Monday 7 December 2020

Expanding Meaning Potential: Deconstructing The Two Components Of The Sign

Halliday & Matthiessen (1999: 20-1):
(iii) There is also a third kind of semogenic process which arises from the nature of the sign itself. Our "sign" is not the Saussurean sign: we are not talking about the relationship between a word and its phonological representation (between content and expression, in Hjelmsiev's terms). The relationship is within the content plane, between a meaning and a wording — the non-arbitrary relationship between the system of semantics and the system of lexicogrammar.
This process, then, takes the form of deconstructing the two components of the sign. How is this possible? This can happen because, once a 'pair' of this kind has come into being, each component takes on an existence of its own. To pursue the example of the complex 'participant ^ noun' above: the category of 'participant becomes detached from that of noun, so that we can have participants realised by other things than nouns, and nouns realising other things than participants.

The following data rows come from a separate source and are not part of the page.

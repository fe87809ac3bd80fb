//! Google OAuth token-endpoint client
//!
//! Executes the refresh grant (RFC 6749 §6) and classifies failures into
//! transient (transport, timeout, 5xx) and permanent (the provider
//! explicitly rejected the refresh token).

use std::fmt;
use std::time::Duration;

use async_trait::async_trait;
use primeline_core::{RefreshedToken, TokenRefresher};
use primeline_domain::{CredentialError, CredentialRecord, Result};
use reqwest::{Client, StatusCode};
use serde::Deserialize;
use tracing::debug;

/// Error codes (RFC 6749 §5.2) that mean the refresh token itself is dead
/// and no retry can succeed without operator intervention.
const PERMANENT_REJECTIONS: [&str; 3] = ["invalid_grant", "invalid_client", "unauthorized_client"];

/// Token refresher backed by the Google OAuth token endpoint.
pub struct GoogleTokenRefresher {
    client: Client,
}

impl GoogleTokenRefresher {
    /// Create a refresher with the given request timeout.
    ///
    /// # Errors
    /// Returns `Config` if the HTTP client cannot be constructed.
    pub fn new(timeout: Duration) -> Result<Self> {
        let client = Client::builder().timeout(timeout).build().map_err(|err| {
            CredentialError::Config(format!("failed to build HTTP client: {err}"))
        })?;
        Ok(Self { client })
    }
}

#[async_trait]
impl TokenRefresher for GoogleTokenRefresher {
    async fn refresh(&self, record: &CredentialRecord) -> Result<RefreshedToken> {
        debug!(endpoint = %record.token_uri, "exchanging refresh token");

        let response = self
            .client
            .post(&record.token_uri)
            .form(&[
                ("client_id", record.client_id.as_str()),
                ("client_secret", record.client_secret.as_str()),
                ("refresh_token", record.refresh_token.as_str()),
                ("grant_type", "refresh_token"),
            ])
            .send()
            .await
            .map_err(|err| {
                CredentialError::RefreshTransient(format!("token refresh request failed: {err}"))
            })?;

        let status = response.status();
        if !status.is_success() {
            let body = response.text().await.unwrap_or_else(|_| "Unknown error".to_string());
            return Err(classify_rejection(status, &body));
        }

        let token: TokenEndpointResponse = response.json().await.map_err(|err| {
            CredentialError::RefreshTransient(format!("failed to parse token response: {err}"))
        })?;

        Ok(RefreshedToken {
            access_token: token.access_token,
            expires_in: token.expires_in,
            refresh_token: token.refresh_token,
        })
    }
}

/// Split a non-success token-endpoint response into transient vs permanent.
fn classify_rejection(status: StatusCode, body: &str) -> CredentialError {
    if status.is_server_error() {
        return CredentialError::RefreshTransient(format!(
            "token endpoint error ({status}): {body}"
        ));
    }

    match serde_json::from_str::<TokenEndpointError>(body) {
        Ok(rejection) if PERMANENT_REJECTIONS.contains(&rejection.error.as_str()) => {
            CredentialError::RefreshPermanent(rejection.to_string())
        }
        Ok(rejection) => {
            CredentialError::RefreshTransient(format!("token refresh failed ({status}): {rejection}"))
        }
        Err(_) => {
            CredentialError::RefreshTransient(format!("token refresh failed ({status}): {body}"))
        }
    }
}

#[derive(Debug, Deserialize)]
struct TokenEndpointResponse {
    access_token: String,
    expires_in: i64,
    refresh_token: Option<String>,
}

/// OAuth error response body (RFC 6749 §5.2).
#[derive(Debug, Deserialize)]
struct TokenEndpointError {
    error: String,
    error_description: Option<String>,
}

impl fmt::Display for TokenEndpointError {
    fn fmt(&self, f: &mut fmt::Formatter<'_>) -> fmt::Result {
        match &self.error_description {
            Some(desc) => write!(f, "{}: {}", self.error, desc),
            None => write!(f, "{}", self.error),
        }
    }
}

#[cfg(test)]
mod tests {
    use std::net::TcpListener;

    use wiremock::matchers::{body_string_contains, method, path};
    use wiremock::{Mock, MockServer, ResponseTemplate};

    use super::*;

    fn record(token_uri: String) -> CredentialRecord {
        CredentialRecord {
            token: "ya29.expired".to_string(),
            refresh_token: "1//refresh".to_string(),
            token_uri,
            client_id: "id.apps.googleusercontent.com".to_string(),
            client_secret: "GOCSPX-secret".to_string(),
            scopes: vec!["https://www.googleapis.com/auth/gmail.send".to_string()],
            universe_domain: "googleapis.com".to_string(),
            account: String::new(),
            expiry: None,
        }
    }

    fn refresher() -> GoogleTokenRefresher {
        GoogleTokenRefresher::new(Duration::from_secs(5)).unwrap()
    }

    #[tokio::test]
    async fn successful_grant_returns_new_token() {
        let server = MockServer::start().await;
        Mock::given(method("POST"))
            .and(path("/token"))
            .and(body_string_contains("grant_type=refresh_token"))
            .and(body_string_contains("refresh_token=1%2F%2Frefresh"))
            .respond_with(ResponseTemplate::new(200).set_body_json(serde_json::json!({
                "access_token": "ya29.new",
                "expires_in": 3599,
                "token_type": "Bearer",
                "scope": "https://www.googleapis.com/auth/gmail.send"
            })))
            .expect(1)
            .mount(&server)
            .await;

        let refreshed =
            refresher().refresh(&record(format!("{}/token", server.uri()))).await.unwrap();

        assert_eq!(refreshed.access_token, "ya29.new");
        assert_eq!(refreshed.expires_in, 3599);
        // Google omits the refresh token on refresh grants
        assert!(refreshed.refresh_token.is_none());
    }

    #[tokio::test]
    async fn rotated_refresh_token_is_passed_through() {
        let server = MockServer::start().await;
        Mock::given(method("POST"))
            .respond_with(ResponseTemplate::new(200).set_body_json(serde_json::json!({
                "access_token": "ya29.new",
                "expires_in": 3600,
                "refresh_token": "1//rotated"
            })))
            .mount(&server)
            .await;

        let refreshed = refresher().refresh(&record(server.uri())).await.unwrap();
        assert_eq!(refreshed.refresh_token.as_deref(), Some("1//rotated"));
    }

    #[tokio::test]
    async fn invalid_grant_is_permanent() {
        let server = MockServer::start().await;
        Mock::given(method("POST"))
            .respond_with(ResponseTemplate::new(400).set_body_json(serde_json::json!({
                "error": "invalid_grant",
                "error_description": "Token has been expired or revoked."
            })))
            .mount(&server)
            .await;

        let err = refresher().refresh(&record(server.uri())).await.unwrap_err();
        match err {
            CredentialError::RefreshPermanent(msg) => {
                assert!(msg.contains("invalid_grant"));
                assert!(msg.contains("revoked"));
            }
            other => panic!("expected RefreshPermanent, got {other:?}"),
        }
    }

    #[tokio::test]
    async fn other_rejections_are_transient() {
        let server = MockServer::start().await;
        Mock::given(method("POST"))
            .respond_with(ResponseTemplate::new(400).set_body_json(serde_json::json!({
                "error": "temporarily_unavailable"
            })))
            .mount(&server)
            .await;

        let err = refresher().refresh(&record(server.uri())).await.unwrap_err();
        assert!(matches!(err, CredentialError::RefreshTransient(_)));
    }

    #[tokio::test]
    async fn server_errors_are_transient() {
        let server = MockServer::start().await;
        Mock::given(method("POST"))
            .respond_with(ResponseTemplate::new(503))
            .mount(&server)
            .await;

        let err = refresher().refresh(&record(server.uri())).await.unwrap_err();
        assert!(matches!(err, CredentialError::RefreshTransient(_)));
    }

    #[tokio::test]
    async fn connection_failure_is_transient() {
        let listener = TcpListener::bind("127.0.0.1:0").unwrap();
        let addr = listener.local_addr().unwrap();
        drop(listener); // release the port so the request fails with ECONNREFUSED

        let err = refresher().refresh(&record(format!("http://{addr}"))).await.unwrap_err();
        assert!(matches!(err, CredentialError::RefreshTransient(_)));
    }
}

We now have three meanings instead of one: participants constructed by nouns, as hitherto, but now contrasting (a) with participants constructed by something other than nouns, and (b) with nouns constructing something other than participants. (Of course, neither of these two entails the other; there might be just many to one, not many to many. To take this actual example, there are many cases of nouns realising things other than participants; but relatively few cases of participants being realised otherwise than by a noun.)